> **TASK DATA**:
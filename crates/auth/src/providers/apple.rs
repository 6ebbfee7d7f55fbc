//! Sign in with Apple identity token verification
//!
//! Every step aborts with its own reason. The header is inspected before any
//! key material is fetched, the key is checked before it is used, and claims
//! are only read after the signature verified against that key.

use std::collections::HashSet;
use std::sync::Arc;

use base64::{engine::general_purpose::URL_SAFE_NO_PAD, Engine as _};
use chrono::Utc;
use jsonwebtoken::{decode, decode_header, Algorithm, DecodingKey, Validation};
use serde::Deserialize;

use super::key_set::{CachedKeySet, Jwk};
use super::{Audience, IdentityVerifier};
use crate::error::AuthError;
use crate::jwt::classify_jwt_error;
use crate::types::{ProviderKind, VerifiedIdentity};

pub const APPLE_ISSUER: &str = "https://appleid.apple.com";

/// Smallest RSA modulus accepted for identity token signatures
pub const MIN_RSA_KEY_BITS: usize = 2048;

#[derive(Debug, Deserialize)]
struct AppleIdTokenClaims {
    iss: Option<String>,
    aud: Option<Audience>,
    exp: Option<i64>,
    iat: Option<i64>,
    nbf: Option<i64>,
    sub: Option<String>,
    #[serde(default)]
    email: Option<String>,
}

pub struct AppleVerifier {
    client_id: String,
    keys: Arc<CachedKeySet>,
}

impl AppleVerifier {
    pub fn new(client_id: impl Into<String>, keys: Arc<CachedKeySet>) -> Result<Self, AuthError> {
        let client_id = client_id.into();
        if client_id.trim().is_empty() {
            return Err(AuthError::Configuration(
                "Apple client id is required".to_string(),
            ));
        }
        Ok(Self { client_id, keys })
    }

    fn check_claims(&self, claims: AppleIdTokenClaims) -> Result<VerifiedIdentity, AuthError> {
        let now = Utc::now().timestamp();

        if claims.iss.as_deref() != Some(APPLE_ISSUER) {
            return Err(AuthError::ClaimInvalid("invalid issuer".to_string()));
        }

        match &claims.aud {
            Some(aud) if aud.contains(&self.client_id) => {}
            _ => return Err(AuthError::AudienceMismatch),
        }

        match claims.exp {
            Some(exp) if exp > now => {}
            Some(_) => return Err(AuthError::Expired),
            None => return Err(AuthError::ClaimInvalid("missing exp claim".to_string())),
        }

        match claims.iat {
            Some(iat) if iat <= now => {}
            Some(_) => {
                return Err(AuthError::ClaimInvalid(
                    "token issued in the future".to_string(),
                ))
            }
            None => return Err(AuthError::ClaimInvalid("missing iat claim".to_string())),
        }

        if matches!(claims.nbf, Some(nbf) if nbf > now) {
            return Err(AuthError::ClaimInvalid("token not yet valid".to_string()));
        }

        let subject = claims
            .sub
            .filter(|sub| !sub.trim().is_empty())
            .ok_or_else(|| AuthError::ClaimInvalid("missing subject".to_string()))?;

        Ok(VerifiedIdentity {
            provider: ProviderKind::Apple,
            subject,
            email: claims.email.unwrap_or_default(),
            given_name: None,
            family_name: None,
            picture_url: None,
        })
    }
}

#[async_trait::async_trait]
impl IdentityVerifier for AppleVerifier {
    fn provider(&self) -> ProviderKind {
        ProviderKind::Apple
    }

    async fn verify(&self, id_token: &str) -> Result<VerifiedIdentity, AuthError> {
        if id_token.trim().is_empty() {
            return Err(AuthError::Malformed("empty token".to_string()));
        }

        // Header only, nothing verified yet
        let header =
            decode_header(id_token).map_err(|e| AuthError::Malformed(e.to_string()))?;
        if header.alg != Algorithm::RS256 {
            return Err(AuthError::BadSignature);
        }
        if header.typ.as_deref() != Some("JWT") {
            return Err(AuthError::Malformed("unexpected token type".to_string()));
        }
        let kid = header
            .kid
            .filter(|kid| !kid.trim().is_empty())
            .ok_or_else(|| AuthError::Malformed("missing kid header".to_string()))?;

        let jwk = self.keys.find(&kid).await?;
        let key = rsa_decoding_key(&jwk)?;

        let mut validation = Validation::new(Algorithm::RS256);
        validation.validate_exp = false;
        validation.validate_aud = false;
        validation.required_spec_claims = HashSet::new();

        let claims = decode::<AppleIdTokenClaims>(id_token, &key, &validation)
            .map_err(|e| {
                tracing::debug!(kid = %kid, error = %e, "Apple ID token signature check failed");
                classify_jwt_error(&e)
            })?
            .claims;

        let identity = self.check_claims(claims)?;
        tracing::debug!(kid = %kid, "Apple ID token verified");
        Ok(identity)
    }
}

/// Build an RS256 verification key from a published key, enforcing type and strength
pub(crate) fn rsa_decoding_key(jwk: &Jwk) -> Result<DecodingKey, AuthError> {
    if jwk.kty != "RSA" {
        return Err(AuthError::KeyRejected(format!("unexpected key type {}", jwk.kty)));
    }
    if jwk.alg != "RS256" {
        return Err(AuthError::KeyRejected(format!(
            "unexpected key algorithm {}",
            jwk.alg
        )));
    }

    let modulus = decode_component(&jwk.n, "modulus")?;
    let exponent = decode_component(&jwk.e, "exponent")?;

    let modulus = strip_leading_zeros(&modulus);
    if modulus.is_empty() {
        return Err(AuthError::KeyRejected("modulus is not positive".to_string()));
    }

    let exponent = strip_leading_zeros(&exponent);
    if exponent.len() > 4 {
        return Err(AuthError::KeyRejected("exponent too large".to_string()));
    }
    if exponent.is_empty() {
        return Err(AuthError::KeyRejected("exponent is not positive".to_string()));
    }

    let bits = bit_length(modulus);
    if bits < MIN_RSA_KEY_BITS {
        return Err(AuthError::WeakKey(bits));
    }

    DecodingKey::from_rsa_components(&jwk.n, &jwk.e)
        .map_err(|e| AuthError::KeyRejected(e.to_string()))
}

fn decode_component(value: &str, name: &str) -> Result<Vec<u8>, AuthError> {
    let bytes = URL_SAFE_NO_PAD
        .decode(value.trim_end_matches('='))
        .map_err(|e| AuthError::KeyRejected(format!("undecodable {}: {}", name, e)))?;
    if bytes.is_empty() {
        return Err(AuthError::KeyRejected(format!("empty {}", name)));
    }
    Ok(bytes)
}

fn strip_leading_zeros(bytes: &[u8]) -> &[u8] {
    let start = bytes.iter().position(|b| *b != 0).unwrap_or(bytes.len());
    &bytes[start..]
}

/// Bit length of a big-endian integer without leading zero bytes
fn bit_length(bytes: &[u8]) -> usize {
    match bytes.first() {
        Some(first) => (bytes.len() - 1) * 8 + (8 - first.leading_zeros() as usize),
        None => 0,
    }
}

> **PROBLEM TO SOLVE**: Scan the records above. Return every line with "usize" in it.

> **REPLY TO THE TASK**:
pub const MIN_RSA_KEY_BITS: usize = 2048;
fn bit_length(bytes: &[u8]) -> usize {
        Some(first) => (bytes.len() - 1) * 8 + (8 - first.leading_zeros() as usize),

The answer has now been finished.